Kaum ein anderer Film in diesem Jahr verlangt seinem Publikum so viel ab wie Nuri Bilge Ceylans 196-minütiger Winter Sleep. Doch es lohnt sich, sich der Herausforderung des Palme-d'or-Gewinners zu stellen: Man wird belohnt mit einem spartanischen, intensiven, komplexen Charakterdrama belohnt.
Als
das Filmfestival von Cannes 2007 sein 60-jähriges Bestehen feierte, steuerten
36 Regisseure insgesamt 34 Kurzfilme à drei Minuten zur Jubiläums-Anthologie Chacun son cinéma bei. Unter den teilnehmenden Cineasten waren neben Leuten
wie Lars von Trier, Roman Polanski und David Lynch auch Joel und Ethan Coen mit World Cinema vertreten: Ein texanischer Cowboy (Josh Brolin) betritt ein
Programmkino und lässt sich über das Angebot informieren; zur Auswahl stehen
Jean Renoirs La règle du jeu und Climates, der vierte Langspielfilm des
Türken Nuri Bilge Ceylan. Der Cowboy lässt sich auf Letzteren ein und verlässt
den Saal anschliessend tief in Gedanken versunken und sichtlich bewegt: "I
enjoyed that picture. There's
a hell of a lot of truth in it."
Die
Beschreibung trifft auch auf Ceylans neuesten Film zu, ein – so paradox es auch
klingen mag – intimes Monumentalwerk von fast 200 Minuten Länge, in dem ebenso
minutiös wie lebensecht die emotionale Erstarrtheit des kappadokischen
Hoteliers Aydin (Haluk Bilginer) porträtiert wird.
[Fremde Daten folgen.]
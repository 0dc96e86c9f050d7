use crate::ast::{Literal, Node};
use xxhash_rust::xxh3::Xxh3;

const XXH3_SEED: u64 = 0x3c6e_f372_fe94_f82b;

const TAG_FUNCTION: u8 = 1;
const TAG_ACCESS: u8 = 2;
const TAG_INT: u8 = 3;
const TAG_DECIMAL: u8 = 4;
const TAG_BOOL: u8 = 5;
const TAG_STRING: u8 = 6;

/// Stable 128-bit digest of an expression tree.
///
/// Unlike `std::hash::Hash`, the value does not depend on the toolchain or process, so it can be
/// persisted as a cache key next to serialized trees.
#[derive(Clone, Copy, Debug, PartialEq, Eq, PartialOrd, Ord, Hash)]
pub struct AstFingerprint {
    /// High 64 bits.
    pub hi: u64,
    /// Low 64 bits.
    pub lo: u64,
}

impl std::fmt::Display for AstFingerprint {
    fn fmt(&self, f: &mut std::fmt::Formatter<'_>) -> std::fmt::Result {
        write!(f, "{:016x}{:016x}", self.hi, self.lo)
    }
}

pub(crate) fn fingerprint_node(node: &Node) -> AstFingerprint {
    let mut h = StableHasher::new();
    write_node(&mut h, node);
    h.finish()
}

struct StableHasher {
    inner: Xxh3,
}

impl StableHasher {
    fn new() -> Self {
        Self {
            inner: Xxh3::with_seed(XXH3_SEED),
        }
    }

    fn write_bytes(&mut self, b: &[u8]) {
        self.inner.update(b);
    }

    fn write_u8(&mut self, v: u8) {
        self.write_bytes(&[v]);
    }

    fn write_bool(&mut self, v: bool) {
        self.write_u8(u8::from(v));
    }

    fn write_u32(&mut self, v: u32) {
        self.write_bytes(&v.to_le_bytes());
    }

    fn write_i32(&mut self, v: i32) {
        self.write_bytes(&v.to_le_bytes());
    }

    fn write_str(&mut self, s: &str) {
        self.write_u32(s.len() as u32);
        self.write_bytes(s.as_bytes());
    }

    fn finish(self) -> AstFingerprint {
        let v = self.inner.digest128();
        AstFingerprint {
            hi: (v >> 64) as u64,
            lo: v as u64,
        }
    }
}

fn write_node(h: &mut StableHasher, node: &Node) {
    match node {
        Node::Function(f) => {
            h.write_u8(TAG_FUNCTION);
            h.write_str(f.name());
            h.write_u32(f.arguments().len() as u32);
            for arg in f.arguments() {
                write_node(h, arg);
            }
        }
        Node::Access(a) => {
            h.write_u8(TAG_ACCESS);
            h.write_bool(a.nulled());
            write_node(h, a.target());
            write_node(h, a.index());
        }
        Node::Value(lit) => write_literal(h, lit),
    }
}

fn write_literal(h: &mut StableHasher, lit: &Literal) {
    match lit {
        Literal::Int(v) => {
            h.write_u8(TAG_INT);
            h.write_i32(*v);
        }
        Literal::Decimal(v) => {
            // Normalized so that numerically equal decimals (2.1, 2.10) digest identically.
            h.write_u8(TAG_DECIMAL);
            h.write_str(&v.normalize().to_string());
        }
        Literal::Bool(v) => {
            h.write_u8(TAG_BOOL);
            h.write_bool(*v);
        }
        Literal::String(v) => {
            h.write_u8(TAG_STRING);
            h.write_str(v);
        }
    }
}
Im kargen Zentrum Anatoliens
führt der einstige Theaterschauspieler ein Berghotel, das ihn, zusammen mit
seiner Tätigkeit als Immobilien-Vermieter, zum reichsten Mann der Gegend
gemacht hat. Doch sein materieller Wohlstand wie auch seine leicht arrogante
Art, die er in seinen Kolumnen für die Lokalzeitung jeweils auf die Spitze
treibt, haben ihn von seinen Mitmenschen entfremdet: Seine viel jüngere Frau
Nihal (Melisa Sözen) fühlt sich bevormundet, seine Schwester Necla (Demet
Akbağ), die mit ihm und Nihal das Hotel bewohnt, kritisiert seine
selbstgefällige Weltanschauung; derweil er für den säumigen Mieter Ismail
(Nejat Isler) und dessen Bruder, den unterwürfigen Imam Hamdi (Serhat Mustafa
Kiliç), bloss Indifferenz übrig hat. Handfestere Konflikte delegiert er, gerade
während der kalten Wintermonate, in denen Hotelgäste rar sind, an seinen treuen
Assistenten Hidayet (Ayberk Pekcan).
Der Hotelier und Ex-Schauspieler Aydin (Haluk Bilginer) ist reich, aber unbeliebt. Selbst seine Schwester Necla (Demet Akbağ, hinten rechts) tut sich schwer mit seinen Ansichten. © trigon-film |
Im
Abspann steht zu lesen, dass sich Ceylan von den Novellen Anton Chekhovs hat
inspirieren lassen; doch nicht minder deutlich zu erkennen ist hier der
Einfluss Ingmar Bergmans. An die Beziehungsdramen des Schweden erinnernd,
entfaltet sich Winter Sleep in ausgedehnten, mit akribischer Sorgfalt
entwickelten Dialogen. Je länger ein Gespräch dauert, desto mehr Nuancen in der
Beziehung zweier Figuren kommen zum Vorschein (unterstützt durch Gökhan
Tiryakis subtile, äusserst präzise Kameraarbeit). Wie eine Gruppe von
Archäologen legen Ceylan und seine ausnahmslos herausragend agierenden
Schauspieler Schicht um Schicht von emotionalen Schattierungen und schwelenden
Spannungen frei, die sich im Laufe des Films immer mehr zu einem unterschwellig
abgründigen Bild des menschlichen Scheiterns verdichten.